Симон был в полном замешательстве. Он не мог описать Теано, что с ним только что стряслось. Луна, на которую он глядел, внезапно распалась на множество серебряных колец, как кружок луковицы. Кольца раскатились по всему небу, танцуя и множась до тех пор, пока блестящая пульсирующая паутина не окутала Симона. Паутина переливалась всеми цветами, волновалась, будто в ней кто-то бился, сыпались искры, солнца сжимались в пылающие, бешено вращающиеся шары. А потом весь этот круговорот опрокинулся за горизонт, то, что было внизу, стало верхом, звезды — внизу, земля — наверху, луна — посередине: селеноцентрический мир{151} в обратной перспективе. И Симон тоже закружился. Все черно, диск, свернутая бесконечность со сверкающим пупом луны, а Симон — игла безумного граммофона, из трубы которого рвется поток образов и звуков: стада мамонтов, трескающиеся ледники, дымящиеся вулканы, Цезарь у Рубикона и Лунный человек — а он-то откуда? разве не вокруг него все крутится? — из последних сил переваливающийся через край какого-то кратера, раздающие благословения папы и бодисатвы{152}, отец, перебравший на празднике по случаю окончания школы, пляшущие на лугу крестьяне, канонада при Вальми{153} и стая волков, гонящаяся по тундре за санями, — и наконец Симон собственной персоной: в начальной школе, усердно пишущий сочинение, а все пальцы — в чернилах, в Управлении Лотерей, у вдовы Швайнбарт. И он знал, что может задержаться в любом моменте, любой секунде своей почти тридцатилетней жизни и видел с высоты этого, такого короткого и такого длинного отрезка, как корни и крона всевременного древа становятся бесчисленными возможными вариантами в глубочайших безднах будущего и прошлого. А потом все это смешалось, когда Теано схватила его за плечо и вытащила из плюща на террасе замка Монройя у старой бронзовой пушки, целящей в небо.

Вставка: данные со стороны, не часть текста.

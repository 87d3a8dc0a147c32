//! Adapter turning a "fill this buffer" callback into the full bucket
//! read protocol.

use bytes::Bytes;

use crate::bucket::{LineResult, PeekResult, ReadResult, ReadStatus};
use crate::error::BucketError;
use crate::line::scan_line;
use crate::NewlineSet;

/// Scratch size handed to the fill callback on each refill.
pub const DATABUF_CAPACITY: usize = 8192;

/// Buffers one fill's worth of data and serves `read`/`readline`/`peek`
/// from it. The status accompanying a fill is remembered and surfaced when
/// the buffered span drains; `Again` is transparent (the next call refills)
/// and `Eof` is final.
pub struct DataBuf {
    current: Bytes,
    status: ReadStatus,
}

impl DataBuf {
    pub fn new() -> Self {
        DataBuf {
            current: Bytes::new(),
            status: ReadStatus::Ok,
        }
    }

    /// Forget buffered data and stored status. Used when the upstream of
    /// the fill callback is replaced.
    pub fn reset(&mut self) {
        self.current = Bytes::new();
        self.status = ReadStatus::Ok;
    }

    fn prep<F>(&mut self, mut fill: F) -> Result<(), BucketError>
    where
        F: FnMut(&mut [u8]) -> Result<(usize, ReadStatus), BucketError>,
    {
        if !self.current.is_empty() || self.status == ReadStatus::Eof {
            return Ok(());
        }
        let mut scratch = vec![0u8; DATABUF_CAPACITY];
        let (n, status) = fill(&mut scratch)?;
        debug_assert!(n <= scratch.len());
        scratch.truncate(n);
        self.current = Bytes::from(scratch);
        self.status = status;
        Ok(())
    }

    fn drained_status(&self) -> ReadStatus {
        if self.current.is_empty() {
            self.status
        } else {
            ReadStatus::Ok
        }
    }

    pub fn read<F>(&mut self, max: usize, fill: F) -> ReadResult
    where
        F: FnMut(&mut [u8]) -> Result<(usize, ReadStatus), BucketError>,
    {
        self.prep(fill)?;
        let n = max.min(self.current.len());
        let data = self.current.split_to(n);
        Ok((data, self.drained_status()))
    }

    pub fn readline<F>(&mut self, acceptable: NewlineSet, fill: F) -> LineResult
    where
        F: FnMut(&mut [u8]) -> Result<(usize, ReadStatus), BucketError>,
    {
        self.prep(fill)?;
        let (n, found) = scan_line(&self.current, acceptable);
        let data = self.current.split_to(n);
        Ok((data, found, self.drained_status()))
    }

    pub fn peek<F>(&mut self, fill: F) -> PeekResult<'_>
    where
        F: FnMut(&mut [u8]) -> Result<(usize, ReadStatus), BucketError>,
    {
        self.prep(fill)?;
        // Eof from the last fill means what is visible is all there is,
        // even when that span is nonempty. Anything else means more may
        // follow.
        let status = if self.status == ReadStatus::Eof {
            ReadStatus::Eof
        } else {
            ReadStatus::Ok
        };
        Ok((&self.current, status))
    }
}

impl Default for DataBuf {
    fn default() -> Self {
        DataBuf::new()
    }
}

#[cfg(test)]
mod tests {
    use super::*;

    #[test]
    fn fill_once_then_eof() {
        let mut db = DataBuf::new();
        let mut calls = 0;
        let mut fill = |buf: &mut [u8]| {
            calls += 1;
            buf[..5].copy_from_slice(b"hello");
            Ok((5, ReadStatus::Eof))
        };

        let (data, status) = db.read(3, &mut fill).unwrap();
        assert_eq!(&data[..], b"hel");
        assert_eq!(status, ReadStatus::Ok);

        let (data, status) = db.read(16, &mut fill).unwrap();
        assert_eq!(&data[..], b"lo");
        assert_eq!(status, ReadStatus::Eof);

        // Eof is final; the callback is not consulted again.
        let (data, status) = db.read(16, &mut fill).unwrap();
        assert!(data.is_empty());
        assert_eq!(status, ReadStatus::Eof);
        assert_eq!(calls, 1);
    }

    #[test]
    fn again_is_transparent() {
        let mut db = DataBuf::new();
        let mut first = true;
        let mut fill = |buf: &mut [u8]| {
            if first {
                first = false;
                Ok((0, ReadStatus::Again))
            } else {
                buf[..4].copy_from_slice(b"data");
                Ok((4, ReadStatus::Eof))
            }
        };

        let (data, status) = db.read(16, &mut fill).unwrap();
        assert!(data.is_empty());
        assert_eq!(status, ReadStatus::Again);

        let (data, status) = db.read(16, &mut fill).unwrap();
        assert_eq!(&data[..], b"data");
        assert_eq!(status, ReadStatus::Eof);
    }

    #[test]
    fn readline_scans_buffered_data() {
        let mut db = DataBuf::new();
        let mut fill = |buf: &mut [u8]| {
            buf[..12].copy_from_slice(b"line\r\nafter\n");
            Ok((12, ReadStatus::Eof))
        };

        let (data, found, status) = db.readline(NewlineSet::CRLF, &mut fill).unwrap();
        assert_eq!(&data[..], b"line\r\n");
        assert_eq!(found, crate::NewlineFound::Crlf);
        assert_eq!(status, ReadStatus::Ok);
    }

    #[test]
    fn peek_does_not_advance() {
        let mut db = DataBuf::new();
        let mut fill = |buf: &mut [u8]| {
            buf[..3].copy_from_slice(b"abc");
            Ok((3, ReadStatus::Eof))
        };
        let (data, status) = db.peek(&mut fill).unwrap();
        assert_eq!(data, b"abc");
        assert_eq!(status, ReadStatus::Eof);

        let (data, _) = db.read(16, &mut fill).unwrap();
        assert_eq!(&data[..], b"abc");
    }
}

— Что с тобой, Симон? — испуганно спросила Теано.
— О Теано, что я тебе покажу! — в упоении вскричал Симон, обнял ее и оттолкнулся от террасы. Они стремительно поднимались. Замок остался далеко внизу. Искрами светились два окна.
— Это комната твоей тетки, а под ней — библиотека.
И они уже парят у окна библиотеки, за ним возле огромного, заваленного бумагами стола сидят Гиацинт ле Корфек, Томас О'Найн и Максим Фанфус, барон фон Тульпенберг, листая толстые фолианты и делая заметки в записных книжках. Потом они поднялись на головокружительную высоту, увидели горы, море. Далеко на востоке небо светлело. Они полетели навстречу солнцу, пересекли сапог Италии, Грецию с ее бесчисленными островами и увидели, как загорелись в свете зари барханы аравийской пустыни.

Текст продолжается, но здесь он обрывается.